Por Gabi Barboza

Sobre a dificuldade que é o amadurecer após um “não amor”

Naquele dia, ganhei um presente. Não foi esperado. Namorado. Daqueles que a gente fica olhando a vitrine ou o site e fica pensando no quanto vai combinar com a gente. Esse presente foi muito diferente. Ele não veio embalado em papel, nem com cartão, lacinhos e abraços. Foi um presente da vida. Veio com tristeza, lágrimas, decepção e aprendizado árduo. A escola da vida, às vezes é amarga, mas ensina pra sempre. E o que aprendemos, seja na alegria ou tristeza, calmaria ou tempestade, ninguém tira de nós.
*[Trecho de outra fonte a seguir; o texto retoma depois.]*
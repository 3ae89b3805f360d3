use crate::domain::describe::{DescribeFacts, FULL_HASH_LENGTH};
use crate::error::Result;
use crate::git::tag_match_pattern;
use crate::tools::{ToolInvocation, ToolRunner};
use std::path::PathBuf;

/// Describer running the `git` executable
pub struct CommandDescriber<'a> {
    runner: &'a dyn ToolRunner,
    git: String,
    work_tree: PathBuf,
    tag_prefix: String,
}

impl<'a> CommandDescriber<'a> {
    pub fn new(
        runner: &'a dyn ToolRunner,
        git: impl Into<String>,
        work_tree: impl Into<PathBuf>,
        tag_prefix: impl Into<String>,
    ) -> Self {
        CommandDescriber {
            runner,
            git: git.into(),
            work_tree: work_tree.into(),
            tag_prefix: tag_prefix.into(),
        }
    }

    fn git(&self) -> ToolInvocation {
        ToolInvocation::new(&self.git).current_dir(&self.work_tree)
    }
}

impl super::Describe for CommandDescriber<'_> {
    fn describe(&self) -> Result<DescribeFacts> {
        let describe = self.runner.run(&self.git().args([
            "describe".to_string(),
            "--long".to_string(),
            format!("--abbrev={}", FULL_HASH_LENGTH),
            "--match".to_string(),
            tag_match_pattern(&self.tag_prefix),
        ]))?;

        let status = self
            .runner
            .run(&self.git().args(["status", "--porcelain", "--untracked-files=no"]))?;
        let dirty = status.stdout.lines().any(|line| !line.trim().is_empty());

        DescribeFacts::from_long_describe(&describe.stdout, dirty)
    }
}
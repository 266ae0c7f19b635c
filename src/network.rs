//! Network constants for the Endless SDK.

/// Default REST API base URL (testnet).
pub const DEFAULT_NODE_URL: &str = "https://rpc-test.endless.link/v1";

/// Content type for a BCS-encoded `SignedTransaction` body.
pub const SIGNED_TRANSACTION_CONTENT_TYPE: &str = "application/x.endless.signed_transaction+bcs";

/// Content type for a BCS-encoded `EntryFunction` sent to `/view`.
pub const VIEW_FUNCTION_CONTENT_TYPE: &str = "application/x.endless.view_function+bcs";

/// Content type for JSON request bodies.
pub const JSON_CONTENT_TYPE: &str = "application/json";

/// Seed hashed into the prefix of a single-sender signing message.
pub const RAW_TRANSACTION_SALT: &str = "ENDLESS::RawTransaction";

/// Seed hashed into the prefix of a multi-agent / fee-payer signing message.
pub const RAW_TRANSACTION_WITH_DATA_SALT: &str = "ENDLESS::RawTransactionWithData";

/// Seed hashed into the prefix of the committed transaction hash.
pub const TRANSACTION_SALT: &str = "ENDLESS::Transaction";
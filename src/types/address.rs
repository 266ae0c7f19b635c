//! 32-byte account identity.

use serde::{Deserialize, Deserializer, Serialize, Serializer};
use sha3::{Digest, Sha3_256};
use std::str::FromStr;

use crate::bcs::{self, BcsDeserialize, BcsSerialize};
use crate::error::{BcsError, ParseError};

/// Authentication-key scheme byte for a single ed25519 key.
pub const ED25519_SCHEME: u8 = 0x00;

/// An account address.
///
/// Text form is canonical: special addresses (`0x0` through `0xf`) render
/// short, everything else renders as `0x` followed by 64 hex digits.
#[derive(Clone, Copy, PartialEq, Eq, Hash, PartialOrd, Ord, Default)]
pub struct AccountAddress([u8; AccountAddress::LENGTH]);

impl AccountAddress {
    pub const LENGTH: usize = 32;

    pub const ZERO: Self = Self([0u8; Self::LENGTH]);

    pub const ONE: Self = Self::from_u8(1);

    pub const fn new(bytes: [u8; Self::LENGTH]) -> Self {
        Self(bytes)
    }

    const fn from_u8(value: u8) -> Self {
        let mut bytes = [0u8; Self::LENGTH];
        bytes[Self::LENGTH - 1] = value;
        Self(bytes)
    }

    pub fn as_bytes(&self) -> &[u8; Self::LENGTH] {
        &self.0
    }

    pub fn into_bytes(self) -> [u8; Self::LENGTH] {
        self.0
    }

    /// `0x0` through `0xf`.
    pub fn is_special(&self) -> bool {
        self.0[..Self::LENGTH - 1].iter().all(|b| *b == 0) && self.0[Self::LENGTH - 1] < 0x10
    }

    /// Always the 64-digit form, regardless of [`is_special`](Self::is_special).
    pub fn to_long_string(&self) -> String {
        format!("0x{}", hex::encode(self.0))
    }

    /// Address of a fresh account controlled by a single ed25519 key:
    /// `sha3_256(public_key || 0x00)`.
    pub fn from_ed25519_public_key(public_key: &[u8; 32]) -> Self {
        let mut hasher = Sha3_256::new();
        hasher.update(public_key);
        hasher.update([ED25519_SCHEME]);
        Self(hasher.finalize().into())
    }

    /// Parse requiring the `0x` prefix and the long form, except for special
    /// addresses which may be written short.
    pub fn from_str_strict(s: &str) -> Result<Self, ParseError> {
        let digits = s
            .strip_prefix("0x")
            .ok_or_else(|| ParseError::InvalidAddress(format!("missing 0x prefix: {s}")))?;
        let address = Self::from_str(s)?;
        if digits.len() == Self::LENGTH * 2 || (digits.len() == 1 && address.is_special()) {
            Ok(address)
        } else {
            Err(ParseError::InvalidAddress(format!(
                "expected 64 hex digits or a special address: {s}"
            )))
        }
    }
}

/// Relaxed parse: optional `0x` prefix, 1 to 64 hex digits, zero-padded on
/// the left.
impl FromStr for AccountAddress {
    type Err = ParseError;

    fn from_str(s: &str) -> Result<Self, Self::Err> {
        let digits = s.strip_prefix("0x").unwrap_or(s);
        if digits.is_empty() || digits.len() > Self::LENGTH * 2 {
            return Err(ParseError::InvalidAddress(s.to_string()));
        }
        let padded = format!("{:0>64}", digits);
        let mut bytes = [0u8; Self::LENGTH];
        hex::decode_to_slice(&padded, &mut bytes)
            .map_err(|e| ParseError::InvalidAddress(format!("{s}: {e}")))?;
        Ok(Self(bytes))
    }
}

impl std::fmt::Display for AccountAddress {
    fn fmt(&self, f: &mut std::fmt::Formatter<'_>) -> std::fmt::Result {
        if self.is_special() {
            write!(f, "0x{:x}", self.0[Self::LENGTH - 1])
        } else {
            write!(f, "0x{}", hex::encode(self.0))
        }
    }
}

impl std::fmt::Debug for AccountAddress {
    fn fmt(&self, f: &mut std::fmt::Formatter<'_>) -> std::fmt::Result {
        write!(f, "{}", self)
    }
}

impl From<[u8; AccountAddress::LENGTH]> for AccountAddress {
    fn from(bytes: [u8; AccountAddress::LENGTH]) -> Self {
        Self(bytes)
    }
}

impl AsRef<[u8]> for AccountAddress {
    fn as_ref(&self) -> &[u8] {
        &self.0
    }
}

impl BcsSerialize for AccountAddress {
    fn serialize(&self, serializer: &mut bcs::Serializer) {
        serializer.fixed_bytes(&self.0);
    }
}

impl BcsDeserialize for AccountAddress {
    fn deserialize(deserializer: &mut bcs::Deserializer<'_>) -> Result<Self, BcsError> {
        deserializer.fixed_array().map(Self)
    }
}

impl Serialize for AccountAddress {
    fn serialize<S>(&self, serializer: S) -> Result<S::Ok, S::Error>
    where
        S: Serializer,
    {
        serializer.serialize_str(&self.to_string())
    }
}

impl<'de> Deserialize<'de> for AccountAddress {
    fn deserialize<D>(deserializer: D) -> Result<Self, D::Error>
    where
        D: Deserializer<'de>,
    {
        let s = <String as Deserialize>::deserialize(deserializer)?;
        AccountAddress::from_str(&s).map_err(serde::de::Error::custom)
    }
}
Depositar esperanças em alguém e não ser correspondida dói, mas ensina a ter amor próprio. É esse amor que nos faz analisar bem as próximas escolhas. É o amor próprio que faz você perceber que a pessoa não te valoriza, que mente, engana e está só se divertindo com você. É o amor próprio que te faz ver que a relação está indo por um caminho diferente do que deveria. Que te faz mais chorar que sorrir. Que te deixa insegura. Que não tem mais o mesmo brilho que um dia teve.

Cada choro, mentira e esperança que se foi após o término do relacionamento, me fez crescer. Foi um presente doloroso e nada esperado. O “pra sempre” se desfez com a mesma rapidez de um abrir e fechar de olhos. Talvez já estivesse se desfazendo e eu não quis enxergar – era mais fácil fingir que ia ficar tudo bem, enquanto o castelo se desmoronava.

Antes de experiências ruins, achamos que será pra sempre. Quando termina, passamos dias e dias chorando, comendo chocolate e deprimidas. Não é fácil passar por um rompimento de relação que apostávamos muitas fichas.

Mas é a partir daí que decidimos seguir a vida, ou, optamos pelo pior caminho: apertar a tecla ‘ESC’ e tentar reatar o relacionamento. Nos humilhamos. Deixamos o orgulho de lado. Imploramos que tudo volte ao normal. Esquecemos o mundo ao nosso redor e acreditando não ser possível viver sem aquela pessoa, abrimos mão do nosso respeito em busca do “amor de volta”. Mas não tem amor de volta. Nunca teve amor.

Tinha num máximo uma afeição. Onde tem amor, o respeito permanece. Onde tem amor, apesar dos choros, das tristezas e dificuldades, as pessoas continuam lado a lado. Aí está a justificativa para não querer apertar o “play”. Se acabou, acabou. Não há o que fazer. Não tente voltar pra algo que não deu certo. Não dê murros em ponta de faca.

Aprender a nos valorizar, é aceitar que relacionamento sadio, é aquele que faz bem à ambos. Se um não quer, dois não brigam nem se abraçam! Basta um não querer, pra que o outro, tendo amor próprio, saiba sair do relacionamento e seguir a vida. Se a pessoa não quer mais, é o fim. Simples assim.

Não há motivos para querer manter alguém ao seu lado, se esse alguém decidiu não estar mais ao seu lado. Amadurecer quando o assunto é relacionamento, dói. Implica em aceitar o “tchau” do outro e seguir em frente.

Dói ver as esperanças se esvaindo, transformando-se em ilusões amargas, os sonhos escorrendo por entre os dedos. Dói ver que tudo que um dia foi falado a dois, em meio a sorrisos, acabou. Dói perceber que era tudo palavras vazias. Dói o sentimento de “estar sozinha” no mundo. Tudo isso dói. Mas traz experiência. Nos torna mais fortes.

E naquele dia, foi esse o meu presente. O castelo desabando. Presente não esperado, não pedido, não sonhado. Mas me amadureceu, me fez entender que amor traz mais sorrisos que choros. Soube aproveitar bem o aprendizado. E hoje, graças a esse presente, posso ajudar outras mulheres a perceber se estão em algo que valha à pena ou não. Posso desfrutar de um amor com parceria.

E caso algum dia, eu note que esse amor, também não era amor, saberei o que fazer. Essa é a segurança que esse tipo de amadurecimento traz. A segurança de podermos nos reinventar, apesar dos sonhos e planos a dois frustrados.